Sustainability is defined as that which “meets the needs of the present without compromising the ability of future generations to meet their own needs.” In California, several efforts have been undertaken in recent years to address the sustainability and resilience of the state’s vital water resources.
In 2014, the Sustainable Groundwater Management Act was signed into law, establishing a framework for local officials to balance aquifer use with replenishment and ensure the sustainability of groundwater as a resource.
Then in 2018, the California Department of Water Resources (DWR) updated its State Water Plan with an eye toward sustainably managing and developing water resources for current and future generations.

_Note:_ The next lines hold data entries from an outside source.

//! Repository traits (ports) - define the interface for data access
//!
//! The domain layer defines what it needs, and the infrastructure layers
//! provide the implementations. Persistence lives in the database crate;
//! the cooldown gate and notification sink live in the cache crate.

use async_trait::async_trait;
use chrono::{DateTime, Utc};

use crate::entities::{LevelingConfig, UserProgress, XpAuditEntry};
use crate::error::DomainError;
use crate::value_objects::Snowflake;

/// Result type for repository operations
pub type RepoResult<T> = Result<T, DomainError>;

// ============================================================================
// Config Repository
// ============================================================================

#[async_trait]
pub trait ConfigRepository: Send + Sync {
    /// Find the leveling config for a guild
    async fn find(&self, guild_id: Snowflake) -> RepoResult<Option<LevelingConfig>>;

    /// Insert or replace the config for a guild
    async fn upsert(&self, config: &LevelingConfig) -> RepoResult<()>;

    /// Flip the enabled flag without touching the rest of the config
    async fn set_enabled(&self, guild_id: Snowflake, enabled: bool) -> RepoResult<()>;
}

// ============================================================================
// Progress Repository
// ============================================================================

/// Result of an atomically applied gain
#[derive(Debug, Clone, PartialEq, Eq)]
pub struct AppliedGain {
    /// Level stored before this gain was applied
    pub previous_level: i64,
    /// The row after the gain, with the level already re-derived
    pub progress: UserProgress,
}

impl AppliedGain {
    /// Whether this gain crossed at least one level threshold
    #[inline]
    pub fn leveled_up(&self) -> bool {
        self.progress.level > self.previous_level
    }
}

#[async_trait]
pub trait ProgressRepository: Send + Sync {
    /// Find progress for a (guild, user) pair
    async fn find(
        &self,
        guild_id: Snowflake,
        user_id: Snowflake,
    ) -> RepoResult<Option<UserProgress>>;

    /// Apply one accepted gain event as a single atomic write
    ///
    /// Implementations must add `gain` to the lifetime XP and bump the
    /// message count as in-storage increments (no read-modify-write in the
    /// application tier), re-derive the level from the resulting total via
    /// the level curve, and commit all of it atomically. A row is created at
    /// the zero state first if the pair was never seen.
    async fn apply_gain(
        &self,
        guild_id: Snowflake,
        user_id: Snowflake,
        gain: i64,
        now: DateTime<Utc>,
    ) -> RepoResult<AppliedGain>;

    /// Administrative reset: XP, level, and message count to zero
    async fn reset(
        &self,
        guild_id: Snowflake,
        user_id: Snowflake,
        now: DateTime<Utc>,
    ) -> RepoResult<()>;

    /// Mark a user active/inactive for ranking
    async fn set_active(
        &self,
        guild_id: Snowflake,
        user_id: Snowflake,
        active: bool,
    ) -> RepoResult<()>;

    /// Mark every user in a guild inactive (host removed from the guild)
    async fn deactivate_guild(&self, guild_id: Snowflake) -> RepoResult<u64>;

    /// All active progress records for a guild (order unspecified)
    async fn list_active(&self, guild_id: Snowflake) -> RepoResult<Vec<UserProgress>>;
}

// ============================================================================
// Audit Log Repository
// ============================================================================

/// Write-only telemetry sink; failures are logged and swallowed by callers
#[async_trait]
pub trait AuditLogRepository: Send + Sync {
    /// Record one accepted gain event
    async fn record(&self, entry: &XpAuditEntry) -> RepoResult<()>;
}

// ============================================================================
// Cooldown Gate
// ============================================================================

/// Atomic check-and-set rate gate keyed by (guild, user)
///
/// `try_acquire` must decide and record in one step: two concurrent calls
/// inside the same window must not both return true. The in-process
/// implementation holds the key's shard lock across the decision; the Redis
/// implementation uses a single SET NX PX, which makes the gate safe across
/// multiple engine instances.
#[async_trait]
pub trait CooldownGate: Send + Sync {
    /// Returns true and records the event time if the window has elapsed
    async fn try_acquire(
        &self,
        guild_id: Snowflake,
        user_id: Snowflake,
        cooldown_seconds: i64,
        now: DateTime<Utc>,
    ) -> RepoResult<bool>;
}

// ============================================================================
// Notification Sink
// ============================================================================

/// Best-effort outbound delivery of a rendered announcement
#[async_trait]
pub trait NotificationSink: Send + Sync {
    /// Deliver `text` to the given channel; failure never rolls back state
    async fn deliver(&self, channel_id: Snowflake, text: &str) -> RepoResult<()>;
}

The 2018 update noted that “the people and ecosystems of California are increasingly vulnerable to extremes that underscore the need to bolster planning and infrastructure to prepare for the effects of climate change.” The plan goes on to note that challenges to sustainability include flood risk, lack of safe, clean water and adequate sanitation for many of the state’s residents, impaired ecosystems, groundwater overdraft and unreliable water supplies, extensive tree deaths that contribute to destructive wildfires, and climate change.
The 2018 Water Plan Update provided some of the foundation for the state’s 2020 Water Resilience Portfolio, a broader effort from Gov. Gavin Newsom’s administration aimed at improving the state’s resilience in addressing impacts of climate change. Those impacts include more extreme droughts and floods, rising temperatures, declining fish populations and increasing stress on upper watersheds.